Dozens of Native Americans have descended on Washington DC on the first weekend of 2015 to stage a protest in front of the White House against the Keystone XL oil sands pipeline, which they call a disastrous “death warrant” to the environment and people.
The “No to KXL rally”, organized by Native American leaders and environmental groups, paraded in the Lafayette Square against the pipeline that would channel oil from the Canadian tar sands through to the US to refineries in Texas.
“Keystone XL Pipeline is not in the national interest, has the potential to contaminate the nation’s largest freshwater aquifer, and puts the lives of all people who live along its path in serious danger,” Native Americans said in a statement.
The movement fears that the Republican dominated Congress, which reconvened on Saturday, will rapidly bring KXL bill up for a vote and send it to the president’s desk for approval.
However, many still question whether the president will veto the bill, sending it back to the Senate to get 2/3 approval, or 67 votes to overcome that barrier.
Next week, the South Dakota Public Utilities Commission is expected to address the possible re-approval of the portion of the Keystone XL pipeline that would run through the state, Associated Press reports. The opponents of the project are planning protests in three SD cities – in Rapid City and Sioux Falls on Monday and in Pierre on Tuesday.

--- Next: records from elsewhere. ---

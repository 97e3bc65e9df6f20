//! Canonical column names and the combined table.
//!
//! Raw KorEXO labels carry units and odd spacing (`ODO % sat`,
//! `Cond µS/cm`). The default lookup renames the known ones to short
//! snake_case names; anything else becomes [`UNMAPPED_COLUMN`].

use crate::constants::{
    CANONICAL_DATE_COLUMN, CANONICAL_TIME_COLUMN, COMBINED_TIMESTAMP_FORMAT, DATETIME_COLUMN,
    UNMAPPED_COLUMN,
};
use crate::error::{KorexoError, Result};
use crate::models::Dataset;
use chrono::NaiveDateTime;
use polars::prelude::*;
use std::collections::HashMap;
use tracing::debug;

/// Columns the default lookup knows about
#[derive(Debug, Clone, Copy, PartialEq, Eq, Hash)]
pub enum CanonicalColumn {
    Date,
    Time,
    TimeSec,
    Site,
    Cond,
    WaterDepth,
    CondNlf,
    DoSat,
    DoLocal,
    DoConc,
    OrpMv,
    Press,
    SalPsu,
    SpCond,
    Tds,
    Ph,
    PhMv,
    Temp,
    VertPos,
    Battery,
    CablePower,
}

impl CanonicalColumn {
    pub const ALL: [CanonicalColumn; 21] = [
        CanonicalColumn::Date,
        CanonicalColumn::Time,
        CanonicalColumn::TimeSec,
        CanonicalColumn::Site,
        CanonicalColumn::Cond,
        CanonicalColumn::WaterDepth,
        CanonicalColumn::CondNlf,
        CanonicalColumn::DoSat,
        CanonicalColumn::DoLocal,
        CanonicalColumn::DoConc,
        CanonicalColumn::OrpMv,
        CanonicalColumn::Press,
        CanonicalColumn::SalPsu,
        CanonicalColumn::SpCond,
        CanonicalColumn::Tds,
        CanonicalColumn::Ph,
        CanonicalColumn::PhMv,
        CanonicalColumn::Temp,
        CanonicalColumn::VertPos,
        CanonicalColumn::Battery,
        CanonicalColumn::CablePower,
    ];

    /// Recognise a raw header label
    pub fn from_label(label: &str) -> Option<Self> {
        let column = match label {
            "Date (MM/DD/YYYY)" | "Date (DD/MM/YYYY)" => CanonicalColumn::Date,
            "Time (HH:mm:ss)" => CanonicalColumn::Time,
            "Time (Fract. Sec)" => CanonicalColumn::TimeSec,
            "Site Name" => CanonicalColumn::Site,
            "Cond µS/cm" => CanonicalColumn::Cond,
            "Depth m" => CanonicalColumn::WaterDepth,
            "nLF Cond µS/cm" => CanonicalColumn::CondNlf,
            "ODO % sat" => CanonicalColumn::DoSat,
            "ODO % local" => CanonicalColumn::DoLocal,
            "ODO mg/L" => CanonicalColumn::DoConc,
            "ORP mV" => CanonicalColumn::OrpMv,
            "Pressure psi a" => CanonicalColumn::Press,
            "Sal psu" => CanonicalColumn::SalPsu,
            "SpCond µS/cm" => CanonicalColumn::SpCond,
            "TDS mg/L" => CanonicalColumn::Tds,
            "pH" => CanonicalColumn::Ph,
            "pH mV" => CanonicalColumn::PhMv,
            "Temp °C" => CanonicalColumn::Temp,
            "Vertical Position m" => CanonicalColumn::VertPos,
            "Battery V" => CanonicalColumn::Battery,
            "Cable Pwr V" => CanonicalColumn::CablePower,
            _ => return None,
        };
        Some(column)
    }

    pub fn name(&self) -> &'static str {
        match self {
            CanonicalColumn::Date => CANONICAL_DATE_COLUMN,
            CanonicalColumn::Time => CANONICAL_TIME_COLUMN,
            CanonicalColumn::TimeSec => "time_sec",
            CanonicalColumn::Site => "site",
            CanonicalColumn::Cond => "cond",
            CanonicalColumn::WaterDepth => "water_depth",
            CanonicalColumn::CondNlf => "cond_nlf",
            CanonicalColumn::DoSat => "do_sat",
            CanonicalColumn::DoLocal => "do_local",
            CanonicalColumn::DoConc => "do_conc",
            CanonicalColumn::OrpMv => "orp_mv",
            CanonicalColumn::Press => "press",
            CanonicalColumn::SalPsu => "sal_psu",
            CanonicalColumn::SpCond => "spcond",
            CanonicalColumn::Tds => "tds",
            CanonicalColumn::Ph => "ph",
            CanonicalColumn::PhMv => "ph_mv",
            CanonicalColumn::Temp => "temp",
            CanonicalColumn::VertPos => "vert_pos",
            CanonicalColumn::Battery => "battery",
            CanonicalColumn::CablePower => "cable_power",
        }
    }
}

/// A total rename lookup from raw labels to table column names
pub trait ColumnRenamer {
    fn rename(&self, label: &str) -> String;
}

/// The built-in KorEXO lookup
#[derive(Debug, Clone, Copy, Default)]
pub struct DefaultMapping;

impl ColumnRenamer for DefaultMapping {
    fn rename(&self, label: &str) -> String {
        CanonicalColumn::from_label(label)
            .map(|c| c.name())
            .unwrap_or(UNMAPPED_COLUMN)
            .to_string()
    }
}

/// A caller supplied lookup with a fallback label for unknown columns
#[derive(Debug, Clone)]
pub struct CustomMapping {
    names: HashMap<String, String>,
    fallback: String,
}

impl CustomMapping {
    pub fn new(names: HashMap<String, String>) -> Self {
        Self {
            names,
            fallback: UNMAPPED_COLUMN.to_string(),
        }
    }

    pub fn with_fallback(mut self, fallback: impl Into<String>) -> Self {
        self.fallback = fallback.into();
        self
    }
}

impl ColumnRenamer for CustomMapping {
    fn rename(&self, label: &str) -> String {
        self.names
            .get(label)
            .cloned()
            .unwrap_or_else(|| self.fallback.clone())
    }
}

/// Build the canonical table using the default lookup
pub fn map_columns(datasets: &[Dataset]) -> Result<DataFrame> {
    map_columns_with(datasets, &DefaultMapping)
}

/// Build a table of renamed columns with a leading `datetime` column.
///
/// When several labels rename to the same name the last dataset's values
/// are kept at the position of the first.
pub fn map_columns_with(datasets: &[Dataset], renamer: &impl ColumnRenamer) -> Result<DataFrame> {
    let mut columns: Vec<Column> = Vec::with_capacity(datasets.len() + 1);

    for dataset in datasets {
        let name = renamer.rename(&dataset.column);
        let column = dataset.data.clone().with_name(name.as_str().into()).into_column();

        match columns.iter().position(|c| c.name().as_str() == name) {
            Some(existing) => {
                debug!("Column '{}' renamed onto existing '{}'", dataset.column, name);
                columns[existing] = column;
            }
            None => columns.push(column),
        }
    }

    let mut df = DataFrame::new(columns)?;
    let timestamps = combined_timestamps(&df)?;
    df.insert_column(0, timestamps)?;

    debug!(
        "Mapped {} datasets into {} columns",
        datasets.len(),
        df.width()
    );
    Ok(df)
}

/// Parse `date` + " " + `time` into a datetime column
fn combined_timestamps(df: &DataFrame) -> Result<Column> {
    let dates = string_column(df, CANONICAL_DATE_COLUMN)?;
    let times = string_column(df, CANONICAL_TIME_COLUMN)?;

    let timestamps = dates
        .str()?
        .iter()
        .zip(times.str()?.iter())
        .map(|(date, time)| {
            let value = format!("{} {}", date.unwrap_or("NaT"), time.unwrap_or("NaT"));
            NaiveDateTime::parse_from_str(&value, COMBINED_TIMESTAMP_FORMAT)
                .map_err(|source| KorexoError::TimestampParse { value, source })
        })
        .collect::<Result<Vec<_>>>()?;

    Ok(
        DatetimeChunked::from_naive_datetime(
            DATETIME_COLUMN.into(),
            timestamps,
            TimeUnit::Milliseconds,
        )
        .into_series()
        .into_column(),
    )
}

fn string_column(df: &DataFrame, name: &str) -> Result<Series> {
    let column = df.column(name).map_err(|_| KorexoError::MissingColumn {
        name: name.to_string(),
    })?;
    Ok(column.as_materialized_series().cast(&DataType::String)?)
}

The project would transport 830,000 barrels of oil per day from the tar sands of Alberta, Canada down to Nebraska. Over the last decade, oil companies have started extracting oil from Alberta’s tar sands, but the gooey mix of sand, clay and oil is difficult to ship to refineries to turn it into usable fuel. The pipeline would help by offering a connection to refineries in Texas. Labor unions support the project because it would bring 42,000 jobs over its two-year construction period, with just 35 permanent jobs.
Environmental groups meanwhile say producing oil from Canada’s tar sands is energy-intensive and will add 17 percent more carbon dioxide than regular oil production over the project’s life-cycle, exacerbating global warming. Opponents are also concerned that the pipeline will put nearby communities at risk of oil spills and contaminations of water supplies.